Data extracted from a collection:
use crate::config::Settings;
use crate::error::{Error, Result};
use crate::github::route::ApiRoute;
use async_trait::async_trait;
use reqwest::{header, Client, RequestBuilder, StatusCode};
use serde_json::Value;
use std::collections::HashMap;
use tokio::sync::RwLock;
use tracing::{debug, error};

/// How a request authenticates against the API.
#[derive(Debug, Clone, PartialEq, Eq, Default)]
pub enum AuthMode {
    /// Explicit de-authentication.
    #[default]
    None,
    /// Bearer-style access token.
    Token(String),
    /// OAuth application client id + secret.
    ClientCredentials {
        client_id: String,
        client_secret: String,
    },
}

/// Payload of a completed API call.
#[derive(Debug, Clone, PartialEq)]
pub enum ApiReply {
    /// Decoded JSON body.
    Json(Value),
    /// 202: accepted but still being computed server-side.
    Accepted,
    /// A 2xx body that is not decodable data.
    Opaque(String),
}

/// Result of invoking the API: either a reply, or the recoverable
/// rate-limited signal carrying the quota reset epoch.
#[derive(Debug, Clone, PartialEq)]
pub enum Outcome {
    Reply(ApiReply),
    RateLimited { reset: i64 },
}

/// The HTTP collaborator contract the dispatcher drives.
///
/// Implementations must support the three authentication modes, surface the
/// last response status, expose pagination links, and signal rate-limit
/// exhaustion as a typed outcome rather than an opaque error.
#[async_trait]
pub trait ApiTransport: Send + Sync {
    /// Install the authentication used by subsequent requests.
    async fn authenticate(&self, mode: AuthMode);

    /// Invoke a resolved route with positional arguments.
    async fn invoke(&self, route: &ApiRoute, args: &[String]) -> Result<Outcome>;

    /// Fetch an absolute API URL (pagination follows server-given links).
    async fn fetch_url(&self, url: &str) -> Result<Outcome>;

    /// Status code of the most recent response, if any.
    async fn last_status(&self) -> Option<u16>;

    /// Pagination link (`next`, `last`, ...) from the most recent response.
    async fn link(&self, rel: &str) -> Option<String>;
}

/// Production transport over the GitHub REST API.
pub struct GitHubTransport {
    client: Client,
    base_url: String,
    auth: RwLock<AuthMode>,
    last_status: RwLock<Option<u16>>,
    links: RwLock<HashMap<String, String>>,
}

impl GitHubTransport {
    pub fn new(settings: &Settings) -> Result<Self> {
        let mut headers = header::HeaderMap::new();
        headers.insert(
            header::USER_AGENT,
            header::HeaderValue::from_str(&settings.user_agent)
                .map_err(|e| Error::Internal(format!("Invalid user agent: {e}")))?,
        );
        headers.insert(
            header::ACCEPT,
            header::HeaderValue::from_static("application/vnd.github.v3+json"),
        );

        let client = Client::builder()
            .default_headers(headers)
            .timeout(std::time::Duration::from_secs(settings.http_timeout_secs))
            .build()
            .map_err(|e| Error::Internal(format!("Failed to create HTTP client: {e}")))?;

        Ok(Self {
            client,
            base_url: settings.api_base.trim_end_matches('/').to_string(),
            auth: RwLock::new(AuthMode::None),
            last_status: RwLock::new(None),
            links: RwLock::new(HashMap::new()),
        })
    }

    /// Map a dotted route onto a REST endpoint path.
    fn endpoint(route: &ApiRoute, args: &[String]) -> Result<String> {
        let path = route.path();
        match path.as_str() {
            "repo/show" => {
                expect_args(&path, args, 2)?;
                Ok(format!("/repos/{}/{}", args[0], args[1]))
            }
            "repo/participation" => {
                expect_args(&path, args, 2)?;
                Ok(format!("/repos/{}/{}/stats/participation", args[0], args[1]))
            }
            "repo/branches" => {
                expect_args(&path, args, 2)?;
                Ok(format!("/repos/{}/{}/branches", args[0], args[1]))
            }
            "repo/tags" => {
                expect_args(&path, args, 2)?;
                Ok(format!("/repos/{}/{}/tags", args[0], args[1]))
            }
            "repo/releases" => {
                expect_args(&path, args, 2)?;
                Ok(format!("/repos/{}/{}/releases", args[0], args[1]))
            }
            "repo/contributors" => {
                expect_args(&path, args, 2)?;
                Ok(format!("/repos/{}/{}/contributors", args[0], args[1]))
            }
            "search/repositories" => {
                expect_args(&path, args, 1)?;
                let query: String =
                    url::form_urlencoded::byte_serialize(args[0].as_bytes()).collect();
                Ok(format!("/search/repositories?q={query}"))
            }
            "rate_limit/show" => {
                expect_args(&path, args, 0)?;
                Ok("/rate_limit".to_string())
            }
            other => Err(Error::UnknownApiRoute(other.to_string())),
        }
    }

    async fn apply_auth(&self, request: RequestBuilder) -> RequestBuilder {
        match &*self.auth.read().await {
            AuthMode::None => request,
            AuthMode::Token(token) => request.bearer_auth(token),
            AuthMode::ClientCredentials {
                client_id,
                client_secret,
            } => request.basic_auth(client_id, Some(client_secret)),
        }
    }

    async fn execute(&self, url: &str) -> Result<Outcome> {
        debug!("GitHub API request: GET {}", url);

        let request = self.apply_auth(self.client.get(url)).await;
        let response = request.send().await?;

        let status = response.status();
        *self.last_status.write().await = Some(status.as_u16());
        *self.links.write().await = parse_link_header(
            response
                .headers()
                .get(header::LINK)
                .and_then(|v| v.to_str().ok()),
        );

        if status == StatusCode::ACCEPTED {
            return Ok(Outcome::Reply(ApiReply::Accepted));
        }

        if status == StatusCode::FORBIDDEN || status == StatusCode::TOO_MANY_REQUESTS {
            let remaining = header_value(&response, "x-ratelimit-remaining");
            let reset = header_value(&response, "x-ratelimit-reset")
                .and_then(|v| v.parse::<i64>().ok());

            if remaining.as_deref() == Some("0") {
                if let Some(reset) = reset {
                    return Ok(Outcome::RateLimited { reset });
                }
            }
        }

        if !status.is_success() {
            let body = response
                .text()
                .await
                .unwrap_or_else(|_| "Unable to read error response".to_string());
            error!("GitHub API error: {} - {}", status, body);

            return Err(match status {
                StatusCode::NOT_FOUND => Error::NotFound("GitHub resource not found".to_string()),
                StatusCode::UNAUTHORIZED => {
                    Error::Internal("GitHub authentication failed".to_string())
                }
                _ => Error::Internal(format!("GitHub API error {status}: {body}")),
            });
        }

        let content_type = response
            .headers()
            .get(header::CONTENT_TYPE)
            .and_then(|v| v.to_str().ok())
            .map(String::from)
            .unwrap_or_default();

        let body = response.text().await?;
        match serde_json::from_str::<Value>(&body) {
            Ok(value) => Ok(Outcome::Reply(ApiReply::Json(value))),
            Err(_) => Ok(Outcome::Reply(ApiReply::Opaque(format!(
                "undecodable {content_type} body"
            )))),
        }
    }
}

#[async_trait]
impl ApiTransport for GitHubTransport {
    async fn authenticate(&self, mode: AuthMode) {
        *self.auth.write().await = mode;
    }

    async fn invoke(&self, route: &ApiRoute, args: &[String]) -> Result<Outcome> {
        let endpoint = Self::endpoint(route, args)?;
        let url = format!("{}{}", self.base_url, endpoint);
        self.execute(&url).await
    }

    async fn fetch_url(&self, url: &str) -> Result<Outcome> {
        self.execute(url).await
    }

    async fn last_status(&self) -> Option<u16> {
        *self.last_status.read().await
    }

    async fn link(&self, rel: &str) -> Option<String> {
        self.links.read().await.get(rel).cloned()
    }
}

fn expect_args(path: &str, args: &[String], expected: usize) -> Result<()> {
    if args.len() != expected {
        return Err(Error::UnknownApiRoute(format!(
            "{path} takes {expected} argument(s), got {}",
            args.len()
        )));
    }
    Ok(())
}

fn header_value(response: &reqwest::Response, name: &str) -> Option<String> {
    response
        .headers()
        .get(name)
        .and_then(|v| v.to_str().ok())
        .map(String::from)
}

/// Parse an RFC 8288 `Link` header into a rel -> URL map.
fn parse_link_header(raw: Option<&str>) -> HashMap<String, String> {
    let mut links = HashMap::new();

    let Some(raw) = raw else {
        return links;
    };

    for part in raw.split(',') {
        let mut url = None;
        let mut rel = None;

        for piece in part.split(';') {
            let piece = piece.trim();
            if piece.starts_with('<') && piece.ends_with('>') {
                url = Some(piece[1..piece.len() - 1].to_string());
            } else if let Some(value) = piece.strip_prefix("rel=") {
                rel = Some(value.trim_matches('"').to_string());
            }
        }

        if let (Some(url), Some(rel)) = (url, rel) {
            links.insert(rel, url);
        }
    }

    links
}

# WHAT NEEDS TO BE DONE
Return, word for word, every line from the top of the entries down to the line that holds "async fn fetch_url(&self, url: &str) -> Result<Outcome>;", both included.

# RESULT
use crate::config::Settings;
use crate::error::{Error, Result};
use crate::github::route::ApiRoute;
use async_trait::async_trait;
use reqwest::{header, Client, RequestBuilder, StatusCode};
use serde_json::Value;
use std::collections::HashMap;
use tokio::sync::RwLock;
use tracing::{debug, error};

/// How a request authenticates against the API.
#[derive(Debug, Clone, PartialEq, Eq, Default)]
pub enum AuthMode {
    /// Explicit de-authentication.
    #[default]
    None,
    /// Bearer-style access token.
    Token(String),
    /// OAuth application client id + secret.
    ClientCredentials {
        client_id: String,
        client_secret: String,
    },
}

/// Payload of a completed API call.
#[derive(Debug, Clone, PartialEq)]
pub enum ApiReply {
    /// Decoded JSON body.
    Json(Value),
    /// 202: accepted but still being computed server-side.
    Accepted,
    /// A 2xx body that is not decodable data.
    Opaque(String),
}

/// Result of invoking the API: either a reply, or the recoverable
/// rate-limited signal carrying the quota reset epoch.
#[derive(Debug, Clone, PartialEq)]
pub enum Outcome {
    Reply(ApiReply),
    RateLimited { reset: i64 },
}

/// The HTTP collaborator contract the dispatcher drives.
///
/// Implementations must support the three authentication modes, surface the
/// last response status, expose pagination links, and signal rate-limit
/// exhaustion as a typed outcome rather than an opaque error.
#[async_trait]
pub trait ApiTransport: Send + Sync {
    /// Install the authentication used by subsequent requests.
    async fn authenticate(&self, mode: AuthMode);

    /// Invoke a resolved route with positional arguments.
    async fn invoke(&self, route: &ApiRoute, args: &[String]) -> Result<Outcome>;

    /// Fetch an absolute API URL (pagination follows server-given links).
    async fn fetch_url(&self, url: &str) -> Result<Outcome>;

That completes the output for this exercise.